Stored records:
BEGIN
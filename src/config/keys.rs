//! Keybinding configuration types and parsing
//!
//! This module provides types for representing keyboard shortcuts and
//! parsing vim-style key notation (e.g., "C-x", "M-S-w", "<CR>").

use std::collections::HashMap;
use std::fmt;
use std::str::FromStr;

use crossterm::event::{KeyCode, KeyModifiers};
use serde::{Deserialize, Serialize};

use crate::ui::action::Action;
use crate::ui::events::InputMode;

/// A key combination (key code + modifiers)
#[derive(Debug, Clone, PartialEq, Eq, Hash)]
pub struct KeyCombo {
    pub code: KeyCode,
    pub modifiers: KeyModifiers,
}

impl KeyCombo {
    pub fn new(code: KeyCode, modifiers: KeyModifiers) -> Self {
        Self { code, modifiers }
    }

    /// Create a KeyCombo from a crossterm KeyEvent
    ///
    /// Uppercase ASCII characters are normalized to lowercase + SHIFT so that
    /// "G" in config matches Shift+g key events. BackTab is reported by some
    /// terminals with SHIFT set; the modifier is dropped so "<S-Tab>" and
    /// "<BackTab>" style bindings both resolve to plain BackTab.
    pub fn from_key_event(event: &crossterm::event::KeyEvent) -> Self {
        match event.code {
            KeyCode::Char(c) if c.is_ascii_uppercase() => Self {
                code: KeyCode::Char(c.to_ascii_lowercase()),
                modifiers: event.modifiers | KeyModifiers::SHIFT,
            },
            KeyCode::BackTab => Self {
                code: KeyCode::BackTab,
                modifiers: event.modifiers - KeyModifiers::SHIFT,
            },
            _ => Self {
                code: event.code,
                modifiers: event.modifiers,
            },
        }
    }
}

impl fmt::Display for KeyCombo {
    fn fmt(&self, f: &mut fmt::Formatter<'_>) -> fmt::Result {
        let mut parts = Vec::new();

        if self.modifiers.contains(KeyModifiers::CONTROL) {
            parts.push("C");
        }
        if self.modifiers.contains(KeyModifiers::ALT) {
            parts.push("M");
        }
        if self.modifiers.contains(KeyModifiers::SHIFT) {
            parts.push("S");
        }

        let key_str = match self.code {
            KeyCode::Char(' ') => "<Space>".to_string(),
            KeyCode::Char(c) => c.to_string(),
            KeyCode::Enter => "<CR>".to_string(),
            KeyCode::Esc => "<Esc>".to_string(),
            KeyCode::Tab => "<Tab>".to_string(),
            KeyCode::BackTab => "<BackTab>".to_string(),
            KeyCode::Backspace => "<BS>".to_string(),
            KeyCode::Delete => "<Del>".to_string(),
            KeyCode::Up => "<Up>".to_string(),
            KeyCode::Down => "<Down>".to_string(),
            KeyCode::Left => "<Left>".to_string(),
            KeyCode::Right => "<Right>".to_string(),
            KeyCode::PageUp => "<PageUp>".to_string(),
            KeyCode::PageDown => "<PageDown>".to_string(),
            KeyCode::Home => "<Home>".to_string(),
            KeyCode::End => "<End>".to_string(),
            KeyCode::F(n) => format!("<F{}>", n),
            _ => format!("{:?}", self.code),
        };

        if parts.is_empty() {
            write!(f, "{}", key_str)
        } else {
            parts.push(&key_str);
            write!(f, "{}", parts.join("-"))
        }
    }
}

/// Context for keybindings (logical grouping of input modes)
#[derive(Debug, Clone, Copy, PartialEq, Eq, Hash, Serialize, Deserialize)]
#[serde(rename_all = "snake_case")]
pub enum KeyContext {
    /// Global keys that work in all modes
    Global,
    /// Record table navigation
    Table,
    /// Search box
    Search,
    /// Add/edit form
    Form,
    /// Confirmation dialog
    Dialog,
}

impl KeyContext {
    /// Get all non-global contexts
    pub fn all_contexts() -> &'static [KeyContext] {
        &[
            KeyContext::Table,
            KeyContext::Search,
            KeyContext::Form,
            KeyContext::Dialog,
        ]
    }

    /// Convert from InputMode to KeyContext
    pub fn from_input_mode(mode: InputMode) -> Self {
        match mode {
            InputMode::Table => KeyContext::Table,
            InputMode::Search => KeyContext::Search,
            InputMode::Form => KeyContext::Form,
            InputMode::ConfirmDelete => KeyContext::Dialog,
        }
    }
}

/// Configuration for all keybindings
#[derive(Debug, Clone, Default)]
pub struct KeybindingConfig {
    /// Global keybindings (apply to all contexts unless overridden)
    pub global: HashMap<KeyCombo, Action>,
    /// Context-specific keybindings
    pub context: HashMap<KeyContext, HashMap<KeyCombo, Action>>,
}

impl KeybindingConfig {
    pub fn new() -> Self {
        Self::default()
    }

    /// Look up an action for a key combo in a given context
    /// First checks context-specific bindings, then falls back to global
    pub fn get_action(&self, key: &KeyCombo, context: KeyContext) -> Option<Action> {
        if let Some(action) = self
            .context
            .get(&context)
            .and_then(|bindings| bindings.get(key))
        {
            return Some(*action);
        }

        self.global.get(key).copied()
    }

    /// Merge user configuration on top of defaults
    pub fn merge(&mut self, other: KeybindingConfig) {
        self.global.extend(other.global);

        for (ctx, bindings) in other.context {
            self.context.entry(ctx).or_default().extend(bindings);
        }
    }
}

/// Parse a vim-style key notation string into a KeyCombo
///
/// Supported notation:
/// - `C-x` for Ctrl+x
/// - `M-x` for Alt+x (Meta)
/// - `S-x` for Shift+x
/// - `C-S-x` for Ctrl+Shift+x
/// - `<CR>` for Enter
/// - `<Esc>` for Escape
/// - `<Tab>`, `<BackTab>` for Tab and Shift+Tab
/// - `<BS>` for Backspace
/// - `<Del>` for Delete
/// - `<Up>`, `<Down>`, `<Left>`, `<Right>` for arrow keys
/// - `<PageUp>`, `<PageDown>` for page navigation
/// - `<Home>`, `<End>` for line navigation
/// - `<Space>` for space
/// - `<F1>` through `<F12>` for function keys
pub fn parse_key_notation(s: &str) -> Result<KeyCombo, KeyParseError> {
    let s = s.trim();

    if s.is_empty() {
        return Err(KeyParseError::Empty);
    }

    if s.starts_with('<') && s.ends_with('>') {
        return parse_special_key(s);
    }

    // A lone "-" is the minus key, not a separator
    if s == "-" {
        return Ok(KeyCombo::new(KeyCode::Char('-'), KeyModifiers::NONE));
    }

    let parts: Vec<&str> = s.split('-').collect();

    let mut modifiers = KeyModifiers::NONE;
    let mut key_part = None;

    for (i, part) in parts.iter().enumerate() {
        match *part {
            "C" => modifiers |= KeyModifiers::CONTROL,
            "M" => modifiers |= KeyModifiers::ALT,
            // S is Shift only if there are more parts after it
            "S" if i < parts.len() - 1 => modifiers |= KeyModifiers::SHIFT,
            _ => key_part = Some(*part),
        }
    }

    let key_str = key_part.ok_or(KeyParseError::NoKey)?;
    let (code, needs_shift) = parse_key_code(key_str)?;

    if needs_shift {
        modifiers |= KeyModifiers::SHIFT;
    }

    Ok(KeyCombo::new(code, modifiers))
}

/// Parse a special key notation like <CR>, <Esc>, etc.
fn parse_special_key(s: &str) -> Result<KeyCombo, KeyParseError> {
    let inner = &s[1..s.len() - 1];
    let parts: Vec<&str> = inner.split('-').collect();

    let mut modifiers = KeyModifiers::NONE;
    let mut key_name = inner;

    if parts.len() > 1 {
        for part in &parts[..parts.len() - 1] {
            match *part {
                "C" => modifiers |= KeyModifiers::CONTROL,
                "M" => modifiers |= KeyModifiers::ALT,
                "S" => modifiers |= KeyModifiers::SHIFT,
                _ => return Err(KeyParseError::InvalidModifier(part.to_string())),
            }
        }
        key_name = parts[parts.len() - 1];
    }

    let code = match key_name.to_uppercase().as_str() {
        "CR" | "ENTER" | "RETURN" => KeyCode::Enter,
        "ESC" | "ESCAPE" => KeyCode::Esc,
        "TAB" if modifiers.contains(KeyModifiers::SHIFT) => {
            modifiers -= KeyModifiers::SHIFT;
            KeyCode::BackTab
        }
        "TAB" => KeyCode::Tab,
        "BACKTAB" => KeyCode::BackTab,
        "BS" | "BACKSPACE" => KeyCode::Backspace,
        "DEL" | "DELETE" => KeyCode::Delete,
        "UP" => KeyCode::Up,
        "DOWN" => KeyCode::Down,
        "LEFT" => KeyCode::Left,
        "RIGHT" => KeyCode::Right,
        "PAGEUP" | "PGUP" => KeyCode::PageUp,
        "PAGEDOWN" | "PGDN" => KeyCode::PageDown,
        "HOME" => KeyCode::Home,
        "END" => KeyCode::End,
        "SPACE" => KeyCode::Char(' '),
        s if s.starts_with('F') && s.len() > 1 => {
            let num: u8 = s[1..]
                .parse()
                .map_err(|_| KeyParseError::InvalidKey(s.to_string()))?;
            if num == 0 || num > 12 {
                return Err(KeyParseError::InvalidKey(s.to_string()));
            }
            KeyCode::F(num)
        }
        _ => return Err(KeyParseError::InvalidSpecialKey(key_name.to_string())),
    };

    Ok(KeyCombo::new(code, modifiers))
}

/// Parse a single key code (not a special key)
/// Returns the KeyCode and whether SHIFT should be added (for uppercase chars)
fn parse_key_code(s: &str) -> Result<(KeyCode, bool), KeyParseError> {
    let mut chars = s.chars();
    if let (Some(c), None) = (chars.next(), chars.next()) {
        let needs_shift = c.is_ascii_uppercase();
        return Ok((KeyCode::Char(c.to_ascii_lowercase()), needs_shift));
    }

    match s.to_uppercase().as_str() {
        "SPACE" => Ok((KeyCode::Char(' '), false)),
        "TAB" => Ok((KeyCode::Tab, false)),
        "ENTER" | "CR" | "RETURN" => Ok((KeyCode::Enter, false)),
        "ESC" | "ESCAPE" => Ok((KeyCode::Esc, false)),
        "BS" | "BACKSPACE" => Ok((KeyCode::Backspace, false)),
        _ => Err(KeyParseError::InvalidKey(s.to_string())),
    }
}

/// Error type for key parsing
#[derive(Debug, Clone, PartialEq, Eq, thiserror::Error)]
pub enum KeyParseError {
    #[error("empty key notation")]
    Empty,
    #[error("no key specified")]
    NoKey,
    #[error("invalid key: {0}")]
    InvalidKey(String),
    #[error("invalid modifier: {0}")]
    InvalidModifier(String),
    #[error("invalid special key: {0}")]
    InvalidSpecialKey(String),
}

impl FromStr for KeyCombo {
    type Err = KeyParseError;

    fn from_str(s: &str) -> Result<Self, Self::Err> {
        parse_key_notation(s)
    }
}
END
Please return every line in the data that includes the string "InvalidKey".

                .map_err(|_| KeyParseError::InvalidKey(s.to_string()))?;
                return Err(KeyParseError::InvalidKey(s.to_string()));
        _ => Err(KeyParseError::InvalidKey(s.to_string())),
    InvalidKey(String),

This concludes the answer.